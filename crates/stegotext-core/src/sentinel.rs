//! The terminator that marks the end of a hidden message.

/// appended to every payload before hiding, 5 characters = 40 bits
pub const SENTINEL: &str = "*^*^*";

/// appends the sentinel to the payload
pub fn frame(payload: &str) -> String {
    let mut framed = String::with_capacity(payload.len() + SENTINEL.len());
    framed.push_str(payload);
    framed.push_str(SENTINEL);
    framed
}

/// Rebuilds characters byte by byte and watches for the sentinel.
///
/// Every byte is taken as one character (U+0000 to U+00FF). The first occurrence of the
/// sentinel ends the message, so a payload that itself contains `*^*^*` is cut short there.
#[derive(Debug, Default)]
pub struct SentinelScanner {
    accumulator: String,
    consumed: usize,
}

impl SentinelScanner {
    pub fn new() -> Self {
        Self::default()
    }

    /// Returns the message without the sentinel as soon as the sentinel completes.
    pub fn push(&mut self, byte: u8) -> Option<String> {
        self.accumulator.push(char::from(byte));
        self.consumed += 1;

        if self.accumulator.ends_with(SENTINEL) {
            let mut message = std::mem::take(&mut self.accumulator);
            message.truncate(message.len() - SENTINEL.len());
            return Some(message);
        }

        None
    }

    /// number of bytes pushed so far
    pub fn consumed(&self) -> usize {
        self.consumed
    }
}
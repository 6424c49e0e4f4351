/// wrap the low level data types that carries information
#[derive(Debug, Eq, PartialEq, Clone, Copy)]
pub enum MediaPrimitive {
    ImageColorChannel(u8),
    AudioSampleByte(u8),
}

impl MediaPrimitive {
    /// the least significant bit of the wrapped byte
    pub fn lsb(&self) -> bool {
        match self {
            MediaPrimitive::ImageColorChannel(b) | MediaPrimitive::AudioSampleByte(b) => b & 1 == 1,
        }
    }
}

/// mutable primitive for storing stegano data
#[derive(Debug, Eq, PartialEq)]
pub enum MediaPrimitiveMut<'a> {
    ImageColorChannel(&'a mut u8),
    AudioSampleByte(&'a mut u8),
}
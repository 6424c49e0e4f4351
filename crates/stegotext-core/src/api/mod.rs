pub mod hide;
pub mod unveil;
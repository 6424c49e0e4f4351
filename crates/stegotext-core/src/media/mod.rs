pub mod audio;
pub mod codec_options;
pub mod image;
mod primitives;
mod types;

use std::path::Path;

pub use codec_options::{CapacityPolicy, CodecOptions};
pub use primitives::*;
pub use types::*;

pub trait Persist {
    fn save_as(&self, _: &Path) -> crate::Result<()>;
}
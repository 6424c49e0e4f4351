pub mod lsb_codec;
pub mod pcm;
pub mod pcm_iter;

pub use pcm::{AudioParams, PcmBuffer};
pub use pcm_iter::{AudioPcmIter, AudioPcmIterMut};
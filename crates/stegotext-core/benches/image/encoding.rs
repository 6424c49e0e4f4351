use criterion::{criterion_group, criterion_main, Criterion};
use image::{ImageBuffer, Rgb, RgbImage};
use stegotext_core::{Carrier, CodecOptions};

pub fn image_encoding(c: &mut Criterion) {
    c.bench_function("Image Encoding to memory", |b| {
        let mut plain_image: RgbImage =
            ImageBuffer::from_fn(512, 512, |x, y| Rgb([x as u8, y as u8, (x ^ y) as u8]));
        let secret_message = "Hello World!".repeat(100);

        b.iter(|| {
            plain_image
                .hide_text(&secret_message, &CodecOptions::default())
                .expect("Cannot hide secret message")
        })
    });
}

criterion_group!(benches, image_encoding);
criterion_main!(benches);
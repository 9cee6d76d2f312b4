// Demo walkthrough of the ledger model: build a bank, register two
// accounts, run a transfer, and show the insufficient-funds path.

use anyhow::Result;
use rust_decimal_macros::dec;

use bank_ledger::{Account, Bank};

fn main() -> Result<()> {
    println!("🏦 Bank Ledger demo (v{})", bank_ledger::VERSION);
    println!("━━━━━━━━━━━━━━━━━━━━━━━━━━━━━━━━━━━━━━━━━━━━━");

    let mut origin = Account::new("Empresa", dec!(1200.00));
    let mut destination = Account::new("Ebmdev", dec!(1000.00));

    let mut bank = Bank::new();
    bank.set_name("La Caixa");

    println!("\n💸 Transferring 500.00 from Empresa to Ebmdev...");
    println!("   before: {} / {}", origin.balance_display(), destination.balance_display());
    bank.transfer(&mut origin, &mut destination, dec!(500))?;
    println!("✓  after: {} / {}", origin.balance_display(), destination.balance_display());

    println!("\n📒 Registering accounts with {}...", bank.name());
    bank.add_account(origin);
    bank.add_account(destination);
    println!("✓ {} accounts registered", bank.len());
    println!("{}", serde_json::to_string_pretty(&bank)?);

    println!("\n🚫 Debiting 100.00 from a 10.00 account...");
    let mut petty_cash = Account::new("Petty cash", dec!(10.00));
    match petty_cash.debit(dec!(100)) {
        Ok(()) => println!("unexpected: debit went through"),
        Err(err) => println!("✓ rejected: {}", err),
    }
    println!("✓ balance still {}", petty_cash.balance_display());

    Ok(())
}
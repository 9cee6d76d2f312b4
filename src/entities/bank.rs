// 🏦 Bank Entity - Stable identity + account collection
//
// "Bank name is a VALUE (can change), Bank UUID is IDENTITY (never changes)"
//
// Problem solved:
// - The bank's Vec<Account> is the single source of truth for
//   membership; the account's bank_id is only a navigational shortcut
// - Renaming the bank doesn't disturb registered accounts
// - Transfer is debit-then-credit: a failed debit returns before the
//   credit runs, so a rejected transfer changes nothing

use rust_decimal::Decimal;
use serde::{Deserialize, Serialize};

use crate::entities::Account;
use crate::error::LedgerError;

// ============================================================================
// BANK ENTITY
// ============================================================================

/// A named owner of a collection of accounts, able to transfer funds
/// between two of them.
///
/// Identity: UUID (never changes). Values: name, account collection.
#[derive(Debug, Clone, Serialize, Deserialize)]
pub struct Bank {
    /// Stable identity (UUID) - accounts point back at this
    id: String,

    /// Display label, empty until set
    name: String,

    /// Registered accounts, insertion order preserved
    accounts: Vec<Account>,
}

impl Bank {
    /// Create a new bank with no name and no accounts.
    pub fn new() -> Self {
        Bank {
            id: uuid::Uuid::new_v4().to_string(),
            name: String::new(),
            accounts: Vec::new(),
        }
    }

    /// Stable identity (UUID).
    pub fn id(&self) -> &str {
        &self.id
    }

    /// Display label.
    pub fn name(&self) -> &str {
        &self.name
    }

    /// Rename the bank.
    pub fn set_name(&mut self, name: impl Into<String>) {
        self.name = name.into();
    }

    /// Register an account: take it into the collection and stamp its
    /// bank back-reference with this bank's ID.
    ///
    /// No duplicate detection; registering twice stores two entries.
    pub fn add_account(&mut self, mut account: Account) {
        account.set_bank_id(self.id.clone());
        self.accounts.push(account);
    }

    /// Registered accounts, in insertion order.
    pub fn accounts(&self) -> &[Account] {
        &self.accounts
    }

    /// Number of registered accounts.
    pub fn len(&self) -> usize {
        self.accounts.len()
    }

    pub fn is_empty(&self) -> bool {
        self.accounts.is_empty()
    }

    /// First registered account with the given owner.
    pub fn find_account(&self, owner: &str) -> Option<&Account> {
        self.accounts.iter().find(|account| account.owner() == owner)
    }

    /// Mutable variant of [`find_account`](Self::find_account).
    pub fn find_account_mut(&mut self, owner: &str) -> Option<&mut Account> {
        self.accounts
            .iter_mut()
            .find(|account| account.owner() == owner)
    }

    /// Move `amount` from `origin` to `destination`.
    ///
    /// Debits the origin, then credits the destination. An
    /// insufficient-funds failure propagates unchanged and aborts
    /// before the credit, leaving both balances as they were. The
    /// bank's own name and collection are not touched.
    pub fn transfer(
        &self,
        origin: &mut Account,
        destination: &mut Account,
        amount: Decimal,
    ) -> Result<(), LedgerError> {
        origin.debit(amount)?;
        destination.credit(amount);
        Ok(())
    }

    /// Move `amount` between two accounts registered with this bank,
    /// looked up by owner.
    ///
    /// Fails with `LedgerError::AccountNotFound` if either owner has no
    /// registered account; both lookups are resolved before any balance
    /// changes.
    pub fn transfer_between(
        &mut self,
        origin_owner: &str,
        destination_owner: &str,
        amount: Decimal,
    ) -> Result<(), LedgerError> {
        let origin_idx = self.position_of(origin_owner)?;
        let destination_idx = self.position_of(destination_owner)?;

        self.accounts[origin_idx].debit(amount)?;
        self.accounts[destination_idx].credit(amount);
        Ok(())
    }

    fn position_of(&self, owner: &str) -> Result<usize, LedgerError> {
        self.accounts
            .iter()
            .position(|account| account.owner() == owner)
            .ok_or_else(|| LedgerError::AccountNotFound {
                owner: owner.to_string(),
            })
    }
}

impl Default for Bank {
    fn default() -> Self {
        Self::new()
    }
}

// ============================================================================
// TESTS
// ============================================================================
·····
▶ YOUR INSTRUCTIONS:
Pull each line holding "characters" out of the listing.

▶ WRITTEN SOLUTION:
/// appended to every payload before hiding, 5 characters = 40 bits
/// Rebuilds characters byte by byte and watches for the sentinel.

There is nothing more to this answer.